Si le texte déclare : « Il est essentiel de maintenir un système de retraite par répartition, solidaire et pérenne financièrement. L’objectif principal de ce système est de garantir un niveau de pension satisfaisant pour toutes les générations. Le système de retraite doit viser des objectifs d’équité (notamment au regard de l’égalité entre hommes et femmes, de la pénibilité – tant en termes de prévention que de réparation –, de la situation des jeunes et des personnes en situation de handicap). » Il est aussitôt ajouté de façon sibylline « de lisibilité et de liberté de choix ». Bien sûr on ne peut qu’approuver quand il est affirmé : « Le premier déterminant de la pérennité du système de retraites est la situation de l’emploi », mais là encore sans précision. Plus inquiétante cette idée ambiguë selon laquelle : « Toute évolution de notre système de retraite nécessite une réflexion globale, articulant prise en compte des priorités immédiates en matière d’équité et de pérennité financière du système à long terme, et intégrant l’ensemble des régimes, de base et complémentaires, dans le respect des prérogatives de chacun. » Cela présage quelle idée de réforme? Et l’on avance : «Pour assurer la confiance de nos concitoyens dans les régimes par répartition, il est nécessaire de les inscrire dans un cadre financier durablement équilibré, y compris s’agissant des régimes complémentaires, et d’améliorer le pilotage du système de retraite». Cela veut dire quoi? Les discussions à venir devraient, affirme-t-on, « s’appuyer sur les éléments de diagnostic et de prévisions réalisés au sein du Conseil d’orientation des retraites, instance reconnue pour la qualité de ses travaux ». Certes qualité et une certaine ouverture au pluralisme mais aussi, fondamentalement, une instance qui sert les plans gouvernementaux libéraux ou sociaux-libéraux.

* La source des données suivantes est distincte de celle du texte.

//! JSON <-> Value conversion utilities

use crate::value::{Map, Value};

impl From<serde_json::Value> for Value {
    fn from(v: serde_json::Value) -> Self {
        json_to_value(v)
    }
}

impl From<Value> for serde_json::Value {
    fn from(v: Value) -> Self {
        value_to_json(v)
    }
}

/// Convert serde_json::Value to Value
pub fn json_to_value(v: serde_json::Value) -> Value {
    match v {
        serde_json::Value::Null => Value::Null,
        serde_json::Value::Bool(b) => Value::Boolean(b),
        serde_json::Value::Number(n) => match n.as_i64() {
            Some(i) => Value::Integer(i),
            None => n.as_f64().map(Value::Float).unwrap_or(Value::Null),
        },
        serde_json::Value::String(s) => Value::String(s),
        serde_json::Value::Array(arr) => Value::Array(arr.into_iter().map(json_to_value).collect()),
        serde_json::Value::Object(obj) => Value::Object(
            obj.into_iter()
                .map(|(k, v)| (k, json_to_value(v)))
                .collect::<Map>(),
        ),
    }
}

/// Convert Value to serde_json::Value
///
/// Non-finite floats have no JSON form and become `null`.
pub fn value_to_json(v: Value) -> serde_json::Value {
    match v {
        Value::Null => serde_json::Value::Null,
        Value::Boolean(b) => serde_json::Value::Bool(b),
        Value::Integer(i) => serde_json::Value::Number(i.into()),
        Value::Float(f) => serde_json::Number::from_f64(f)
            .map(serde_json::Value::Number)
            .unwrap_or(serde_json::Value::Null),
        Value::String(s) => serde_json::Value::String(s),
        Value::Array(arr) => serde_json::Value::Array(arr.into_iter().map(value_to_json).collect()),
        Value::Object(obj) => serde_json::Value::Object(
            obj.into_iter()
                .map(|(k, v)| (k, value_to_json(v)))
                .collect(),
        ),
    }
}
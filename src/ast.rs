//! # JMESPath - Abstract Syntax Tree
//!
//! This module defines the tokens and syntax tree for JMESPath expressions.
//!
//! ## Architecture Overview
//!
//! - **[tokens]** - Lexical tokens produced by the lexer
//! - **[expressions]** - Expression nodes (access, projections, logic, functions)
//! - **[operators]** - Comparison operators
//!
//! ## Quick Start
//!
//! ```text
//! reservations[*].instances[?state == 'running'].id | [0]
//! ```
//!
//! This takes every reservation's running instance ids, then the first of
//! the whole projected list.
//!
//! ## Core Concepts
//!
//! ### Projections
//!
//! `[*]`, `*`, `[]`, `[?...]` and slices turn the left side into a list and
//! apply everything to their right to each element, dropping null results.
//! The projection keeps going through `.name`, `[n]` and nested brackets
//! until a `|` (or a logical/comparison operator) ends it:
//!
//! ```text
//! foo[*].bar[0]     // first element of each bar
//! foo[*].bar | [0]  // first bar of the projected list
//! ```
//!
//! ### Missing Data
//!
//! Looking up a missing field or index yields `null`, and `null` flows
//! through the rest of the chain. Nothing about a missing value is an error.
//!
//! ### Truthiness
//!
//! `false`, `null`, `""`, `[]` and `{}` are falsy. Everything else is
//! truthy, including `0`.
//!
//! ## Examples
//!
//! ### Filter
//!
//! ```text
//! people[?age > `20`].name
//! ```
//!
//! ### Multi-select
//!
//! ```text
//! people[*].{name: name, years: age}
//! ```
//!
//! ### Functions
//!
//! ```text
//! sort_by(people, &age)[-1].name
//! ```
pub mod tokens;
pub mod expressions;
pub mod operators;

pub use tokens::{Token, TokenKind};
pub use expressions::Expr;
pub use operators::Comparator;
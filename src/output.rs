//! CLI output formatting.
//!
//! A normal run prints a single confirmation line. With `--verbose` the
//! records are listed first, one per line, in manifest order:
//!
//! ```text
//! 001 aurora.jpg  3.41 MB  3840x2160
//! 002 credits.txt  0.00 MB  -
//! Manifest written to ./static/files.json (2 entries, 1 image)
//! ```
//!
//! Format functions are pure and return strings for testability; the
//! `print_*` wrappers write them to stdout.

use crate::types::FileRecord;
use std::path::Path;

/// Format a 1-based positional index as 3-digit zero-padded.
fn format_index(pos: usize) -> String {
    format!("{:0>3}", pos)
}

fn dimensions_label(record: &FileRecord) -> String {
    if record.has_dimensions() {
        format!("{}x{}", record.width, record.height)
    } else {
        "-".to_string()
    }
}

fn count(n: usize, singular: &str, plural: &str) -> String {
    if n == 1 {
        format!("{n} {singular}")
    } else {
        format!("{n} {plural}")
    }
}

/// One line per record: index, filename, size, dimensions.
pub fn format_records(records: &[FileRecord]) -> Vec<String> {
    records
        .iter()
        .enumerate()
        .map(|(i, r)| {
            format!(
                "{} {}  {} MB  {}",
                format_index(i + 1),
                r.filename,
                r.size,
                dimensions_label(r)
            )
        })
        .collect()
}

/// The confirmation line naming the manifest path.
pub fn format_success(output_path: &Path, records: &[FileRecord]) -> String {
    let images = records.iter().filter(|r| r.has_dimensions()).count();
    format!(
        "Manifest written to {} ({}, {})",
        output_path.display(),
        count(records.len(), "entry", "entries"),
        count(images, "image", "images")
    )
}

pub fn print_records(records: &[FileRecord]) {
    for line in format_records(records) {
        println!("{}", line);
    }
}

pub fn print_success(output_path: &Path, records: &[FileRecord]) {
    println!("{}", format_success(output_path, records));
}

#[cfg(test)]
mod tests {
    use super::*;

    fn records() -> Vec<FileRecord> {
        vec![
            FileRecord::new("aurora.jpg", "3.41", 3840, 2160),
            FileRecord::new("credits.txt", "0.00", 0, 0),
        ]
    }

    #[test]
    fn records_listed_in_order_with_index() {
        let lines = format_records(&records());
        assert_eq!(
            lines,
            vec![
                "001 aurora.jpg  3.41 MB  3840x2160",
                "002 credits.txt  0.00 MB  -",
            ]
        );
    }

    #[test]
    fn no_records_no_lines() {
        assert!(format_records(&[]).is_empty());
    }

    #[test]
    fn success_names_output_path() {
        let line = format_success(Path::new("./static/files.json"), &records());
        assert_eq!(
            line,
            "Manifest written to ./static/files.json (2 entries, 1 image)"
        );
    }

    #[test]
    fn success_singular_entry() {
        let line = format_success(
            Path::new("out.json"),
            &[FileRecord::new("a.txt", "0.00", 0, 0)],
        );
        assert_eq!(line, "Manifest written to out.json (1 entry, 0 images)");
    }
}
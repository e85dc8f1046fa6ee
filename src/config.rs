//! Manifest configuration.
//!
//! Every setting has a default matching the paths a static site expects, so
//! running the tool with no config file and no flags scans
//! `./static/wallpapers` and writes `./static/files.json`.
//!
//! Settings are layered: stock defaults, then an optional TOML file passed via
//! `--config`, then CLI flags.
//!
//! ## Configuration Options
//!
//! ```toml
//! # All options are optional - defaults shown below
//!
//! source_dir = "./static/wallpapers"   # Directory to scan (not recursive)
//! output_path = "./static/files.json"  # Manifest destination, fully overwritten
//! on_decode_error = "abort"            # "abort" or "zero"
//!
//! [processing]
//! max_processes = 4         # Max parallel workers (omit for auto = CPU cores)
//! ```
//!
//! Unknown keys are rejected to catch typos early.

use serde::{Deserialize, Serialize};
use std::fs;
use std::path::{Path, PathBuf};
use thiserror::Error;

pub const DEFAULT_SOURCE_DIR: &str = "./static/wallpapers";
pub const DEFAULT_OUTPUT_PATH: &str = "./static/files.json";

#[derive(Error, Debug)]
pub enum ConfigError {
    #[error("IO error: {0}")]
    Io(#[from] std::io::Error),
    #[error("TOML parse error: {0}")]
    Toml(#[from] toml::de::Error),
    #[error("Config validation error: {0}")]
    Validation(String),
}

/// What to do when an allow-listed file cannot be decoded.
#[derive(Debug, Clone, Copy, Default, PartialEq, Eq, Serialize, Deserialize)]
#[serde(rename_all = "lowercase")]
pub enum DecodePolicy {
    /// Propagate the decode error and abort the run.
    #[default]
    Abort,
    /// Record the file with zero width and height and keep going.
    Zero,
}

/// Manifest configuration.
///
/// All fields have defaults; a config file only needs the values it wants to
/// override. Unknown keys are rejected.
#[derive(Debug, Clone, PartialEq, Serialize, Deserialize)]
#[serde(default, deny_unknown_fields)]
pub struct ManifestConfig {
    /// Directory whose direct entries are listed.
    pub source_dir: PathBuf,
    /// Manifest file written at the end of a successful run.
    pub output_path: PathBuf,
    /// Behaviour for malformed images with an allow-listed extension.
    pub on_decode_error: DecodePolicy,
    /// Parallel extraction settings.
    pub processing: ProcessingConfig,
}

impl Default for ManifestConfig {
    fn default() -> Self {
        Self {
            source_dir: PathBuf::from(DEFAULT_SOURCE_DIR),
            output_path: PathBuf::from(DEFAULT_OUTPUT_PATH),
            on_decode_error: DecodePolicy::default(),
            processing: ProcessingConfig::default(),
        }
    }
}

impl ManifestConfig {
    /// Convenience constructor for embedding callers and tests.
    pub fn new(source_dir: impl Into<PathBuf>, output_path: impl Into<PathBuf>) -> Self {
        Self {
            source_dir: source_dir.into(),
            output_path: output_path.into(),
            ..Self::default()
        }
    }

    pub fn validate(&self) -> Result<(), ConfigError> {
        if self.source_dir.as_os_str().is_empty() {
            return Err(ConfigError::Validation(
                "source_dir must not be empty".into(),
            ));
        }
        if self.output_path.as_os_str().is_empty() {
            return Err(ConfigError::Validation(
                "output_path must not be empty".into(),
            ));
        }
        if self.output_path.file_name().is_none() {
            return Err(ConfigError::Validation(format!(
                "output_path must name a file: {}",
                self.output_path.display()
            )));
        }
        if self.processing.max_processes == Some(0) {
            return Err(ConfigError::Validation(
                "processing.max_processes must be at least 1".into(),
            ));
        }
        Ok(())
    }
}

/// Parallel processing settings.
#[derive(Debug, Clone, Default, PartialEq, Serialize, Deserialize)]
#[serde(default, deny_unknown_fields)]
pub struct ProcessingConfig {
    /// Maximum number of parallel extraction workers.
    /// When absent, defaults to the number of CPU cores.
    /// Values larger than the core count are clamped down.
    pub max_processes: Option<usize>,
}

/// Resolve the effective thread count from config.
///
/// - `None` → use all available cores
/// - `Some(n)` → use `min(n, cores)` (user can constrain down, not up)
pub fn effective_threads(config: &ProcessingConfig) -> usize {
    let cores = std::thread::available_parallelism()
        .map(|n| n.get())
        .unwrap_or(1);
    config.max_processes.map(|n| n.min(cores)).unwrap_or(cores)
}

/// Load and validate a TOML config file.
///
/// Values missing from the file keep their defaults.
pub fn load_config(path: &Path) -> Result<ManifestConfig, ConfigError> {
    let content = fs::read_to_string(path)?;
    let config: ManifestConfig = toml::from_str(&content)?;
    config.validate()?;
    Ok(config)
}

/// Returns a fully-commented stock config with all keys and explanations.
///
/// Used by the `--print-config` CLI flag.
pub fn stock_config_toml() -> &'static str {
    r##"# Wallpaper Manifest Configuration
# ================================
# All settings are optional. Values shown below are the defaults.
# Unknown keys will cause an error.

# Directory to scan. Only direct entries are listed; dotfiles are skipped.
source_dir = "./static/wallpapers"

# Where the JSON manifest is written. The file is replaced atomically on
# every successful run. The parent directory must already exist.
output_path = "./static/files.json"

# What to do when a .jpg/.png/.gif file cannot be decoded:
#   "abort" - stop the run with an error, leaving any previous manifest intact
#   "zero"  - record the file with width = 0 and height = 0 and continue
on_decode_error = "abort"

# ---------------------------------------------------------------------------
# Parallel processing
# ---------------------------------------------------------------------------
[processing]
# Maximum parallel workers for reading files. Omit to use all CPU cores.
# Set to 1 for fully sequential extraction.
# max_processes = 4
"##
}
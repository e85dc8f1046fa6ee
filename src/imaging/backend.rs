//! Image backend trait and shared types.
//!
//! The manifest only ever needs one thing from an image: its pixel size. The
//! [`ImageBackend`] trait captures that single operation over an in-memory
//! buffer, so the extractor can be tested against a mock without encoding
//! real images.
//!
//! The production implementation is
//! [`RustBackend`](super::rust_backend::RustBackend).

use thiserror::Error;

#[derive(Error, Debug)]
pub enum BackendError {
    #[error("Unrecognized image format")]
    UnknownFormat,
    #[error("Failed to read dimensions: {0}")]
    DecodeFailed(String),
}

/// Result of an identify operation.
#[derive(Debug, Clone, Copy, PartialEq, Eq, Default)]
pub struct Dimensions {
    pub width: u32,
    pub height: u32,
}

impl Dimensions {
    /// Placeholder used for entries that are not images.
    pub const ZERO: Dimensions = Dimensions {
        width: 0,
        height: 0,
    };
}

/// Trait for image header decoders.
///
/// `Sync` so a single backend can be shared across rayon workers.
pub trait ImageBackend: Sync {
    /// Get image dimensions from the full file contents.
    fn identify(&self, data: &[u8]) -> Result<Dimensions, BackendError>;
}

#[cfg(test)]
pub mod tests {
    use super::*;
    use std::sync::Mutex;

    /// Mock backend that records identify calls and answers with a canned result.
    /// Uses Mutex (not RefCell) so it is Sync and works with rayon's par_iter.
    pub struct MockBackend {
        result: Option<Dimensions>,
        pub calls: Mutex<Vec<usize>>,
    }

    impl MockBackend {
        /// Every identify call succeeds with `dims`.
        pub fn with_dimensions(dims: Dimensions) -> Self {
            Self {
                result: Some(dims),
                calls: Mutex::new(Vec::new()),
            }
        }

        /// Every identify call fails as if the header were corrupt.
        pub fn failing() -> Self {
            Self {
                result: None,
                calls: Mutex::new(Vec::new()),
            }
        }

        /// Byte lengths of the buffers passed to identify, in call order.
        pub fn call_lengths(&self) -> Vec<usize> {
            self.calls.lock().unwrap().clone()
        }
    }

    impl ImageBackend for MockBackend {
        fn identify(&self, data: &[u8]) -> Result<Dimensions, BackendError> {
            self.calls.lock().unwrap().push(data.len());
            self.result
                .ok_or_else(|| BackendError::DecodeFailed("mock decode failure".to_string()))
        }
    }

    #[test]
    fn mock_records_identify() {
        let backend = MockBackend::with_dimensions(Dimensions {
            width: 800,
            height: 600,
        });

        let result = backend.identify(b"0123456789").unwrap();
        assert_eq!(result.width, 800);
        assert_eq!(result.height, 600);
        assert_eq!(backend.call_lengths(), vec![10]);
    }

    #[test]
    fn failing_mock_still_records() {
        let backend = MockBackend::failing();

        assert!(backend.identify(b"abc").is_err());
        assert_eq!(backend.call_lengths(), vec![3]);
    }

    #[test]
    fn zero_dimensions_are_default() {
        assert_eq!(Dimensions::ZERO, Dimensions::default());
    }
}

Dialogue social et calendrier masquent le refus d’une véritable réforme de progrès du système de retraite: le financement de la retraite à 60 ans pour tous n’est évidemment pas à l’ordre du jour. Une phase de diagnostic, sur la base d’un état des lieux de notre système de retraite et de ses perspectives financières réalisé par le Conseil d’orientation des retraites, se déroulerait entre septembre 2012 et le début de l’année 2013. Un état des lieux plus précis sera élaboré sur les thèmes de l’équité du système de retraites (égalité femmes/hommes, personnes en situation de handicap, pénibilité), des déterminants du niveau de pension, de la place respective de la solidarité et de la contributivité, de la pérennité financière du système de retraite, de la transition emploi/retraite, et de la « lisibilité » du système de retraites. Différentes pistes de réforme seraient ensuite formulées par une commission ad hoc, à la suite de consultations menées auprès de l’ensemble des acteurs concernés, et à partir des travaux du Conseil d’orientation des retraites, sur la base d’un cahier des charges négocié entre le gouvernement et les partenaires sociaux. Parmi les pistes de réforme, l’une d’entre elles concernerait l’évolution de notre système de retraite à long terme « solidarités et simplification ». Une phase de concertation entre le gouvernement et les partenaires sociaux sur les évolutions « souhaitables » de notre système de retraite se tiendrait à partir du printemps 2013, le gouvernement échangera avec les partenaires sociaux sur les orientations qu’il souhaite retenir pour l’avenir de notre système de retraite.

On le voit, on établit ici une feuille de route et on programme une avalanche de réunions dites de concertation. Mais le contenu envisagé est peu explicite et surtout inquiétant.